- **ABOUT THIS EXERCISE**
Print every record exactly, with nothing added or left out.

- **EXTRACTED ENTRIES**
= = = =
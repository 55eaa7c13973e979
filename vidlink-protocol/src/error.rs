//! ## vidlink-protocol::error
//! Error types shared by every channel decoder.

use thiserror::Error;

use crate::channel::Channel;

/// Errors raised while decoding a frame.
///
/// None of these are fatal to the receiver: the offending frame is dropped and
/// the next one is decoded independently.
#[derive(Clone, Debug, PartialEq, Eq, Error)]
pub enum DecodeError {
    /// The buffer ends before a fixed-position field.
    #[error("Insufficient data: need {needed} bytes, got {available}")]
    InvalidInput { needed: usize, available: usize },

    /// The declared length disagrees with the header layout or the bytes received.
    #[error("Invalid declared length {declared} for a {available}-byte buffer")]
    InvalidLength { declared: usize, available: usize },

    /// The package type is not accepted on this channel.
    #[error("Unsupported package type 0x{package_type:02x} on the {channel} channel")]
    UnsupportedType { channel: Channel, package_type: u8 },

    /// The trailing XOR byte does not match the frame contents.
    #[error("Checksum mismatch: trailer 0x{expected:02x}, computed 0x{computed:02x}")]
    ChecksumMismatch { expected: u8, computed: u8 },

    /// A payload buffer could not be allocated.
    #[error("Unable to allocate {requested} bytes for the packet payload")]
    ResourceExhausted { requested: usize },
}

impl DecodeError {
    /// Short, stable label used for metrics and log fields.
    pub fn reason(&self) -> &'static str {
        match self {
            DecodeError::InvalidInput { .. } => "invalid_input",
            DecodeError::InvalidLength { .. } => "invalid_length",
            DecodeError::UnsupportedType { .. } => "unsupported_type",
            DecodeError::ChecksumMismatch { .. } => "checksum_mismatch",
            DecodeError::ResourceExhausted { .. } => "resource_exhausted",
        }
    }
}

/// Errors raised by the parameter-set extractor.
#[derive(Clone, Debug, PartialEq, Eq, Error)]
pub enum ExtractionError {
    /// No complete SPS followed by a PPS was found.
    #[error("No SPS/PPS pair found in NAL data")]
    NotFound,

    /// A parameter-set buffer could not be allocated.
    #[error("Unable to allocate {requested} bytes for a parameter set")]
    ResourceExhausted { requested: usize },
}

impl ExtractionError {
    pub fn reason(&self) -> &'static str {
        match self {
            ExtractionError::NotFound => "not_found",
            ExtractionError::ResourceExhausted { .. } => "resource_exhausted",
        }
    }
}

/// Ensures `buffer` holds at least `needed` bytes.
pub(crate) fn require(buffer: &[u8], needed: usize) -> Result<(), DecodeError> {
    if buffer.len() < needed {
        return Err(DecodeError::InvalidInput {
            needed,
            available: buffer.len(),
        });
    }
    Ok(())
}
= = = =
- **TASK ANSWER**
repository 55eaa7c13973e979
filename vidlink-protocol/src/error.rs
//! ## vidlink-protocol::error
//! Error types shared by every channel decoder.

use thiserror::Error;

use crate::channel::Channel;

/// Errors raised while decoding a frame.
///
/// None of these are fatal to the receiver: the offending frame is dropped and
/// the next one is decoded independently.
#[derive(Clone, Debug, PartialEq, Eq, Error)]
pub enum DecodeError {
    /// The buffer ends before a fixed-position field.
    #[error("Insufficient data: need {needed} bytes, got {available}")]
    InvalidInput { needed: usize, available: usize },

    /// The declared length disagrees with the header layout or the bytes received.
    #[error("Invalid declared length {declared} for a {available}-byte buffer")]
    InvalidLength { declared: usize, available: usize },

    /// The package type is not accepted on this channel.
    #[error("Unsupported package type 0x{package_type:02x} on the {channel} channel")]
    UnsupportedType { channel: Channel, package_type: u8 },

    /// The trailing XOR byte does not match the frame contents.
    #[error("Checksum mismatch: trailer 0x{expected:02x}, computed 0x{computed:02x}")]
    ChecksumMismatch { expected: u8, computed: u8 },

    /// A payload buffer could not be allocated.
    #[error("Unable to allocate {requested} bytes for the packet payload")]
    ResourceExhausted { requested: usize },
}

impl DecodeError {
    /// Short, stable label used for metrics and log fields.
    pub fn reason(&self) -> &'static str {
        match self {
            DecodeError::InvalidInput { .. } => "invalid_input",
            DecodeError::InvalidLength { .. } => "invalid_length",
            DecodeError::UnsupportedType { .. } => "unsupported_type",
            DecodeError::ChecksumMismatch { .. } => "checksum_mismatch",
            DecodeError::ResourceExhausted { .. } => "resource_exhausted",
        }
    }
}

/// Errors raised by the parameter-set extractor.
#[derive(Clone, Debug, PartialEq, Eq, Error)]
pub enum ExtractionError {
    /// No complete SPS followed by a PPS was found.
    #[error("No SPS/PPS pair found in NAL data")]
    NotFound,

    /// A parameter-set buffer could not be allocated.
    #[error("Unable to allocate {requested} bytes for a parameter set")]
    ResourceExhausted { requested: usize },
}

impl ExtractionError {
    pub fn reason(&self) -> &'static str {
        match self {
            ExtractionError::NotFound => "not_found",
            ExtractionError::ResourceExhausted { .. } => "resource_exhausted",
        }
    }
}

/// Ensures `buffer` holds at least `needed` bytes.
pub(crate) fn require(buffer: &[u8], needed: usize) -> Result<(), DecodeError> {
    if buffer.len() < needed {
        return Err(DecodeError::InvalidInput {
            needed,
            available: buffer.len(),
        });
    }
    Ok(())
}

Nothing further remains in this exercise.